Viviamo in una civiltà
che da secoli desidera separare, differenziare, creare opposizioni.
Se da un lato questo sistema di “organizzazione” ha condotto
l'umanità verso guadagni collettivi impensabili in epoche remote,
dall'altro ha svuotato l'uomo di energia e valori, conducendolo allo
smarrimento che tutti constatiamo nel tempo presente e un nugolo di
malattie e sofferenze considerati “moderni” non a caso.
La Grande Madre delle
origini era un principio cosmico e regolatore. Pensiamoci bene: nel
nostro linguaggio corrente, quando diciamo “madre” immaginiamo
colei che è già separata dalla sua creatura, colei che la nutre e
cresce. Un archetipo già tardo nella nostra civiltà, poiché in
principio la Madre era Dea, Antenata, Creatrice ed esprimeva stati di
desiderio, fuoco, risveglio, eccitazione, spinta, amore. Tutti
elementi che troviamo in “Colei che dà la vita”, dove leggiamo
innumerevoli storie di cosmogonie e mitologie dove a creare la terra
e la civiltà non è un Dio, ma una Dea.
Tornando al qui e ora, al
lato quotidiano delle nostre vite, soprattutto quelle femminili, io
dico questo: leggere saggi come questi stimola le persone a creare
una nuova consapevolezza. La maggioranza delle donne è stata
cresciuta, vuoi per i “valori” della società attuale, vuoi per
la religione, vuoi per le idee insite nella sua stessa famiglia con
una modalità alquanto dubbia. Da un lato le è stato chiesto di
essere obbediente, di studiare, di formarsi per bene, di cercare di
trovare un buon lavoro. Dall'altro, però, è sempre stato implicito
che a un certo punto del suo percorso avrebbe dovuto sposarsi, avere
dei figli e quindi abbandonare l'impiego, oppure ridurre le ore
lavorative. Sapeva che avrebbe occupato dal 90 al 100% del suo tempo
ad accudire i figli prima e gli anziani poi, a occuparsi della casa,
e di tutti gli impegni quotidiani, perché di norma è l'uomo a
lavorare, a fare carriera. “Si fa così”. E la virtù di una
donna non consiste forse nell'essere tutto ciò? Buona figlia, buona
nipote, buona moglie, casalinga, lavoratrice part-time, infermiera,
colf, amministratrice dell'economia domestica, ecc ecc.

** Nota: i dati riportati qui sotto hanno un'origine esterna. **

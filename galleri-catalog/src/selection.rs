//! Variant and size selection on the product page.
//!
//! Before a visitor can send an inquiry, every choice the item offers must be
//! made: a variant when the item has variants, a size when it has more than
//! one.

use galleri_core::{CatalogItem, ValidationError};

/// The visitor's choices.
#[derive(Debug, Clone, Default, PartialEq, Eq)]
pub struct Selection {
    pub variant: Option<String>,
    pub size: Option<String>,
}

impl Selection {
    pub fn new(variant: Option<&str>, size: Option<&str>) -> Self {
        let clean = |s: Option<&str>| {
            s.map(str::trim)
                .filter(|s| !s.is_empty())
                .map(str::to_string)
        };
        Self {
            variant: clean(variant),
            size: clean(size),
        }
    }
}

/// A validated inquiry about one artwork.
#[derive(Debug, Clone, PartialEq, Eq)]
pub struct Inquiry {
    pub item_id: String,
    pub variant: Option<String>,
    pub size: Option<String>,
    pub subject: String,
    pub body: String,
}

/// Check `selection` against what `item` offers.
///
/// Labels match case-insensitively; the inquiry carries the item's own
/// spelling. An item with exactly one size implies it.
pub fn validate_selection(
    item: &CatalogItem,
    selection: &Selection,
) -> Result<Inquiry, ValidationError> {
    let variant = pick(
        item.variants.iter().map(String::as_str),
        selection.variant.as_deref(),
    )
    .map_err(|unknown| ValidationError::UnknownVariant {
        item: item.name.clone(),
        variant: unknown,
    })?;
    if variant.is_none() && !item.variants.is_empty() {
        return Err(ValidationError::MissingVariant {
            item: item.name.clone(),
        });
    }

    let sizes = item.sizes();
    let size = match pick(sizes.iter().copied(), selection.size.as_deref()) {
        Ok(Some(size)) => Some(size),
        Ok(None) if sizes.len() == 1 => Some(sizes[0].to_string()),
        Ok(None) if sizes.len() > 1 => {
            return Err(ValidationError::MissingSize {
                item: item.name.clone(),
            });
        }
        Ok(None) => None,
        Err(unknown) => {
            return Err(ValidationError::UnknownSize {
                item: item.name.clone(),
                size: unknown,
            });
        }
    };

    let subject = format!("Förfrågan: {}", item.name);
    let mut body = format!("Hej!\n\nJag är intresserad av verket \"{}\".\n", item.name);
    if let Some(v) = &variant {
        body.push_str(&format!("Variant: {v}\n"));
    }
    if let Some(s) = &size {
        body.push_str(&format!("Storlek: {s}\n"));
    }
    body.push('\n');

    Ok(Inquiry {
        item_id: item.id.clone(),
        variant,
        size,
        subject,
        body,
    })
}

/// Resolve a chosen label against the offered ones.
///
/// `Ok(None)` when nothing was chosen, `Err(choice)` when the choice is not
/// offered.
fn pick<'a>(
    mut offered: impl Iterator<Item = &'a str>,
    choice: Option<&str>,
) -> Result<Option<String>, String> {
    let Some(choice) = choice.map(str::trim).filter(|c| !c.is_empty()) else {
        return Ok(None);
    };
    let wanted = choice.to_lowercase();
    offered
        .find(|o| o.to_lowercase() == wanted)
        .map(|o| Some(o.to_string()))
        .ok_or_else(|| choice.to_string())
}

#[cfg(test)]
mod tests {
    use super::*;

    fn print_with_variants() -> CatalogItem {
        let mut item = CatalogItem::new("hund", "Hundporträtt");
        item.variants = vec!["Labrador".into(), "Golden Retriever".into(), "Schäfer".into()];
        item.size = "A4, A3".into();
        item
    }

    #[test]
    fn complete_selection_yields_inquiry() {
        let item = print_with_variants();
        let inquiry =
            validate_selection(&item, &Selection::new(Some("schäfer"), Some("A3"))).unwrap();
        assert_eq!(inquiry.variant.as_deref(), Some("Schäfer"));
        assert_eq!(inquiry.size.as_deref(), Some("A3"));
        assert_eq!(inquiry.subject, "Förfrågan: Hundporträtt");
        assert!(inquiry.body.contains("Variant: Schäfer"));
        assert!(inquiry.body.contains("Storlek: A3"));
    }

    #[test]
    fn missing_variant_blocks() {
        let item = print_with_variants();
        assert_eq!(
            validate_selection(&item, &Selection::new(None, Some("A4"))),
            Err(ValidationError::MissingVariant {
                item: "Hundporträtt".into()
            })
        );
    }

    #[test]
    fn unknown_variant_blocks() {
        let item = print_with_variants();
        assert!(matches!(
            validate_selection(&item, &Selection::new(Some("Tax"), Some("A4"))),
            Err(ValidationError::UnknownVariant { .. })
        ));
    }

    #[test]
    fn missing_size_blocks_when_several_offered() {
        let item = print_with_variants();
        assert!(matches!(
            validate_selection(&item, &Selection::new(Some("Labrador"), None)),
            Err(ValidationError::MissingSize { .. })
        ));
    }

    #[test]
    fn single_size_is_implied() {
        let mut item = CatalogItem::new("a", "A");
        item.size = "50x70 cm".into();
        let inquiry = validate_selection(&item, &Selection::default()).unwrap();
        assert_eq!(inquiry.size.as_deref(), Some("50x70 cm"));
    }

    #[test]
    fn plain_original_needs_no_choices() {
        let item = CatalogItem::new("a", "A");
        let inquiry = validate_selection(&item, &Selection::new(Some(" "), None)).unwrap();
        assert_eq!(inquiry.variant, None);
        assert_eq!(inquiry.size, None);
    }

    #[test]
    fn size_not_offered_is_rejected() {
        let item = CatalogItem::new("a", "A");
        assert!(matches!(
            validate_selection(&item, &Selection::new(None, Some("XL"))),
            Err(ValidationError::UnknownSize { .. })
        ));
    }
}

Sostanzialmente alle donne si chiede, velatamente o meno, il massimo,
mentre verso gli uomini si è più indulgenti.
Naturalmente esistono
isole felici, realtà assolutamente parificate, dove regna un'armonia
che io stessa ho potuto toccare con mano in più occasioni. Tuttavia
queste sono situazioni “speciali”, caratterizzate da donne e
uomini realmente consapevoli. La prova provata del fatto che le donne
rimangano ancora indietro si denota da diversi fattori: paghe minori
degli uomini, una politica che cerca di valorizzarle solo per
ottenere interessi “di partito”, politiche sociali che vengano
incontro alle necessità delle madri pari a zero e un percorso verso
l'individualizzazione dell'uomo che ha affossato il concetto di
comunità isolando definitivamente le donne. Pensiamo alle grandi
famiglie di una volta, ai rioni pieni di ragazzini che correvano
ovunque. I bambini erano “di tutti”, l'aiuto reciproco tra madri,
zie, nonne era ovvio. Oggi non soltanto è raro, ma le donne si sono
rivoltate contro le donne: anziché vedersi come Sorelle hanno fatto
il gioco degli uomini. Si sono separate. Divide et impera, dicevano
secoli or sono. E' esattamente quanto è accaduto: instilla nelle
donne pensieri superficiali ma corrosivi e otterrai la loro
divisione, se non addirittura una lotta intestina. E con ciò non
dimentico le donne che, invece, hanno deciso di non avere figli, di
dedicarsi alla carriera e magari condurre un'esistenza libera anche
sul piano sessuale. Quanti sono i diti puntati addosso a loro? Sono
oggetto di critiche feroci, dagli uomini in primis, ma anche da altre
donne e questo è indegno, perché ognuna di noi è libera di
scegliere come gestire il proprio corpo, figuriamoci il proprio
vissuto. La Grande Dea ci insegna anche questo: il suo attributo non
era solo quello di Madre, ma anche di Donna a 360°, libera e
disinibita, assolutamente indomita.
Sì, sono decisamente due
saggi fondamentali per riuscire a trovare il bandolo della matassa,
farsi un'esame di coscienza e ricominciare da una vita nuova. Anzi,
non da una vita nuova: da una prosecuzione di quella che era la
visione della donna all'alba dei tempi: la Regolatrice, la Vita,
l'Oscurità, Tutto.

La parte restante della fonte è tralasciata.